* **BRIEF**:
Please return every line in the entries below with the word "relative" in it.

* **RECORDS SHOWN**:
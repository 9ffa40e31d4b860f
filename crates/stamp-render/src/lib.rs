//! stamp Render - Painting and output
//!
//! This crate provides:
//! - Canvas backed by a tiny-skia Pixmap, transparent on creation
//! - Centering arithmetic for measured text
//! - Text painter compositing coverage masks in a solid color
//! - PNG encoding and writing (image)

mod canvas;
mod encode;
mod layout;
mod painter;

pub use canvas::Canvas;
pub use encode::{encode_png, save_png};
pub use layout::center_origin;
pub use painter::{DrawnText, Painter};

use std::path::PathBuf;

/// Color (RGBA, not premultiplied)
#[derive(Debug, Clone, Copy, Default, PartialEq, Eq)]
pub struct Color {
    pub r: u8,
    pub g: u8,
    pub b: u8,
    pub a: u8,
}

impl Color {
    pub const WHITE: Color = Color { r: 255, g: 255, b: 255, a: 255 };
    pub const BLACK: Color = Color { r: 0, g: 0, b: 0, a: 255 };
    pub const TRANSPARENT: Color = Color { r: 0, g: 0, b: 0, a: 0 };

    pub const fn rgb(r: u8, g: u8, b: u8) -> Self {
        Self { r, g, b, a: 255 }
    }

    pub const fn rgba(r: u8, g: u8, b: u8, a: u8) -> Self {
        Self { r, g, b, a }
    }

    /// Create from hex string (e.g., "#ff0000")
    pub fn from_hex(hex: &str) -> Option<Self> {
        let hex = hex.strip_prefix('#').unwrap_or(hex);
        if !hex.is_ascii() {
            return None;
        }
        match hex.len() {
            3 => {
                let r = u8::from_str_radix(&hex[0..1], 16).ok()?;
                let g = u8::from_str_radix(&hex[1..2], 16).ok()?;
                let b = u8::from_str_radix(&hex[2..3], 16).ok()?;
                Some(Color::rgb(r * 17, g * 17, b * 17))
            }
            6 => {
                let r = u8::from_str_radix(&hex[0..2], 16).ok()?;
                let g = u8::from_str_radix(&hex[2..4], 16).ok()?;
                let b = u8::from_str_radix(&hex[4..6], 16).ok()?;
                Some(Color::rgb(r, g, b))
            }
            8 => {
                let r = u8::from_str_radix(&hex[0..2], 16).ok()?;
                let g = u8::from_str_radix(&hex[2..4], 16).ok()?;
                let b = u8::from_str_radix(&hex[4..6], 16).ok()?;
                let a = u8::from_str_radix(&hex[6..8], 16).ok()?;
                Some(Color::rgba(r, g, b, a))
            }
            _ => None,
        }
    }
}

/// Rendering error types
#[derive(Debug, thiserror::Error)]
pub enum RenderError {
    #[error("invalid canvas size {width}x{height}")]
    InvalidCanvasSize { width: u32, height: u32 },

    #[error(transparent)]
    Text(#[from] stamp_text::TextError),

    #[error("PNG encoding failed: {0}")]
    Encode(#[from] image::ImageError),

    #[error("cannot write {}: {source}", path.display())]
    Write {
        path: PathBuf,
        #[source]
        source: std::io::Error,
    },
}

pub type Result<T> = std::result::Result<T, RenderError>;
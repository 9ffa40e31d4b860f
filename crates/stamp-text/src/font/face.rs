//! Font face with parsed metrics

use ttf_parser::{Face, FaceParsingError, GlyphId, OutlineBuilder, Rect};

/// Parsed font face with metrics
pub struct FontFace<'a> {
    /// The underlying ttf-parser face
    face: Face<'a>,
}

impl<'a> FontFace<'a> {
    /// Parse a face from font data; `index` selects a face inside a collection
    pub fn parse(data: &'a [u8], index: u32) -> Result<Self, FaceParsingError> {
        Face::parse(data, index).map(|face| Self { face })
    }

    /// Units per em
    pub fn units_per_em(&self) -> u16 {
        self.face.units_per_em()
    }

    /// Ascender (above baseline)
    pub fn ascender(&self) -> i16 {
        self.face.ascender()
    }

    /// Tight outline bounds in font units, `None` for empty glyphs
    pub fn glyph_bounding_box(&self, glyph_id: GlyphId) -> Option<Rect> {
        self.face.glyph_bounding_box(glyph_id)
    }

    /// Feed a glyph outline to `builder`
    pub fn outline_glyph(&self, glyph_id: GlyphId, builder: &mut dyn OutlineBuilder) -> Option<Rect> {
        self.face.outline_glyph(glyph_id, builder)
    }

    /// Full font name from the `name` table
    pub fn full_name(&self) -> Option<String> {
        self.face
            .names()
            .into_iter()
            .filter(|name| name.name_id == ttf_parser::name_id::FULL_NAME)
            .find_map(|name| name.to_string())
            .or_else(|| {
                self.face
                    .names()
                    .into_iter()
                    .filter(|name| name.name_id == ttf_parser::name_id::FAMILY)
                    .find_map(|name| name.to_string())
            })
    }
}

#[cfg(test)]
mod tests {
    use super::*;

    #[test]
    fn test_parse_rejects_garbage() {
        assert!(FontFace::parse(b"not a font at all", 0).is_err());
        assert!(FontFace::parse(&[], 0).is_err());
    }
}
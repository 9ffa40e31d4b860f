//! Painter - draws text onto a canvas

use stamp_text::{BoundingBox, Font};
use tracing::debug;

use crate::{Canvas, Color, RenderError, Result, center_origin};

/// Placement of text drawn by [`Painter::draw_centered`]
#[derive(Debug, Clone, Copy, PartialEq, Eq)]
pub struct DrawnText {
    /// Measured box relative to the draw origin
    pub bbox: BoundingBox,
    /// Draw origin on the canvas
    pub origin: (i32, i32),
}

impl DrawnText {
    /// Canvas pixels the text may have touched
    pub fn canvas_rect(&self) -> BoundingBox {
        self.bbox.translate(self.origin.0, self.origin.1)
    }
}

/// Painter owning the canvas it draws into
pub struct Painter {
    canvas: Canvas,
}

impl Painter {
    /// Painter over a fresh transparent canvas
    pub fn new(width: u32, height: u32) -> Result<Self> {
        let canvas =
            Canvas::new(width, height).ok_or(RenderError::InvalidCanvasSize { width, height })?;
        Ok(Self { canvas })
    }

    /// Get the canvas
    pub fn canvas(&self) -> &Canvas {
        &self.canvas
    }

    pub fn into_canvas(self) -> Canvas {
        self.canvas
    }

    /// Draw `text` with its top-left anchor at `(x, y)`
    ///
    /// Only the part of the text that lands on the canvas is rasterized.
    pub fn draw_text(&mut self, font: &Font, text: &str, x: i32, y: i32, color: Color) -> Result<()> {
        let mask = font.rasterize_within(text, self.visible_area(x, y))?;
        self.canvas.draw_mask(&mask, x, y, color);
        Ok(())
    }

    /// Canvas bounds relative to a draw origin at `(x, y)`
    fn visible_area(&self, x: i32, y: i32) -> BoundingBox {
        let width = i32::try_from(self.canvas.width()).unwrap_or(i32::MAX);
        let height = i32::try_from(self.canvas.height()).unwrap_or(i32::MAX);
        BoundingBox::new(
            x.saturating_neg(),
            y.saturating_neg(),
            width.saturating_sub(x),
            height.saturating_sub(y),
        )
    }

    /// Measure `text`, center its extent and draw it
    pub fn draw_centered(&mut self, font: &Font, text: &str, color: Color) -> Result<DrawnText> {
        let bbox = font.measure(text)?;
        let origin = center_origin(bbox, self.canvas.width(), self.canvas.height());
        debug!(?bbox, ?origin, "centered text");

        self.draw_text(font, text, origin.0, origin.1, color)?;
        Ok(DrawnText { bbox, origin })
    }
}

#[cfg(test)]
mod tests {
    use super::*;
    use stamp_text::BitmapFont;

    #[test]
    fn test_invalid_size() {
        assert!(matches!(
            Painter::new(0, 512),
            Err(RenderError::InvalidCanvasSize { width: 0, height: 512 })
        ));
    }

    #[test]
    fn test_centered_bitmap_digit() {
        let mut painter = Painter::new(512, 512).unwrap();
        let font = Font::Bitmap(BitmapFont::builtin());
        let drawn = painter.draw_centered(&font, "0", Color::WHITE).unwrap();

        // Box (1, 0, 7, 7): origin ((512 - 6) / 2, (512 - 7) / 2)
        assert_eq!(drawn.bbox, BoundingBox::new(1, 0, 7, 7));
        assert_eq!(drawn.origin, (253, 252));
        assert_eq!(drawn.canvas_rect(), BoundingBox::new(254, 252, 260, 259));

        let canvas = painter.canvas();
        // Top row of the digit starts one pixel into the box
        assert_eq!(canvas.get_pixel(255, 252), Some(Color::WHITE));
        assert_eq!(canvas.get_pixel(254, 252), Some(Color::TRANSPARENT));
        assert_eq!(canvas.get_pixel(0, 0), Some(Color::TRANSPARENT));
    }

    #[test]
    fn test_draw_text_at_anchor() {
        let mut painter = Painter::new(32, 32).unwrap();
        let font = Font::Bitmap(BitmapFont::builtin());
        painter.draw_text(&font, "1", 10, 5, Color::rgb(255, 0, 0)).unwrap();
        // Bottom row of '1' is 0b01111110: columns 1..=6, row 6
        assert_eq!(painter.canvas().get_pixel(11, 11), Some(Color::rgb(255, 0, 0)));
        assert_eq!(painter.canvas().get_pixel(10, 11), Some(Color::TRANSPARENT));
        assert_eq!(painter.canvas().get_pixel(11, 12), Some(Color::TRANSPARENT));
    }

    #[test]
    fn test_visible_area() {
        let painter = Painter::new(512, 512).unwrap();
        assert_eq!(painter.visible_area(0, 0), BoundingBox::new(0, 0, 512, 512));
        assert_eq!(painter.visible_area(-100, 20), BoundingBox::new(100, -20, 612, 492));
    }

    #[test]
    fn test_text_wider_than_canvas_is_clipped() {
        let font = Font::Bitmap(BitmapFont::builtin());
        let text = "0123456789";

        let mut painter = Painter::new(32, 32).unwrap();
        let drawn = painter.draw_centered(&font, text, Color::WHITE).unwrap();
        assert!(drawn.bbox.width() > 32);
        assert!(drawn.origin.0 < 0);

        // Same pixels as compositing the unclipped mask
        let mut reference = Canvas::new(32, 32).unwrap();
        reference.draw_mask(&font.rasterize(text).unwrap(), drawn.origin.0, drawn.origin.1, Color::WHITE);
        assert_eq!(painter.canvas().as_rgba_bytes(), reference.as_rgba_bytes());
        assert!(painter.canvas().as_rgba_bytes().iter().any(|&b| b == 255));
    }
}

* **REPLY**:
    /// Measured box relative to the draw origin
    /// Canvas bounds relative to a draw origin at `(x, y)`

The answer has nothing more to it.